(Task inputs)

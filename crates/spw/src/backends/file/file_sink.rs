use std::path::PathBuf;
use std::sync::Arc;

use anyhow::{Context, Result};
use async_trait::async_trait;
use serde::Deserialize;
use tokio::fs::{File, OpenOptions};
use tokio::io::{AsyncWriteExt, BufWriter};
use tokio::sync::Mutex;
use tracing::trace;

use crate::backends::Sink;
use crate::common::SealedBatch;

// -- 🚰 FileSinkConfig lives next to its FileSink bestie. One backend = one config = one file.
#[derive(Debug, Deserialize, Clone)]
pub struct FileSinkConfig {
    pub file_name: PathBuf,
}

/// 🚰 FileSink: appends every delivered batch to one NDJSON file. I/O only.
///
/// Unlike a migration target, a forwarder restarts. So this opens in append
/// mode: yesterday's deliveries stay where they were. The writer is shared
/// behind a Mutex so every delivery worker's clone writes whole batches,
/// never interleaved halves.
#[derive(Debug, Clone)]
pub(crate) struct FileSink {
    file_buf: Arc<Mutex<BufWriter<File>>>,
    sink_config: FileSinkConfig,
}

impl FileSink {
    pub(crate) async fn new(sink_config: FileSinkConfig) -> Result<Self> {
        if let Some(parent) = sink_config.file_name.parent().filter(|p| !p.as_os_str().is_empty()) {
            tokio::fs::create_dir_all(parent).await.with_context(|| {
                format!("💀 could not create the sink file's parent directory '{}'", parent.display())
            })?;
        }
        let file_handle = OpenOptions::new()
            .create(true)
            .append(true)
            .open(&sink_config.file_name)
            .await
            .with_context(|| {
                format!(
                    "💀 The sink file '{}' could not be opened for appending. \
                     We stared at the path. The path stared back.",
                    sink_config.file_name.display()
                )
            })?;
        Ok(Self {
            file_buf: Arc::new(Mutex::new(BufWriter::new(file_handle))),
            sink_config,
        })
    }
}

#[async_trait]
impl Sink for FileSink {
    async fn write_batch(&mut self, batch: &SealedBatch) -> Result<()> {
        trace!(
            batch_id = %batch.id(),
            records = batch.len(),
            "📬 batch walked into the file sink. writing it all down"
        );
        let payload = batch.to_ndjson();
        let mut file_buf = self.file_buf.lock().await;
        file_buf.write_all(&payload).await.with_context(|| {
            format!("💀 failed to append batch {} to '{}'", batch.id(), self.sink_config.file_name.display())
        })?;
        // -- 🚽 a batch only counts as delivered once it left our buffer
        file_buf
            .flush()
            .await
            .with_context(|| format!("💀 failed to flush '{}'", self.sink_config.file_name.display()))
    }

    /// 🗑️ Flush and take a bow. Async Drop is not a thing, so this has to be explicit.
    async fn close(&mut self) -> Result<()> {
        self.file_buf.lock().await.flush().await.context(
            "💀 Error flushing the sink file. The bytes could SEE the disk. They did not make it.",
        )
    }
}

(Exercise prompt)
Search the material above for the string "BufWriter", and copy every line in which it turns up.

(Exercise solution)
use tokio::io::{AsyncWriteExt, BufWriter};
    file_buf: Arc<Mutex<BufWriter<File>>>,
            file_buf: Arc::new(Mutex::new(BufWriter::new(file_handle))),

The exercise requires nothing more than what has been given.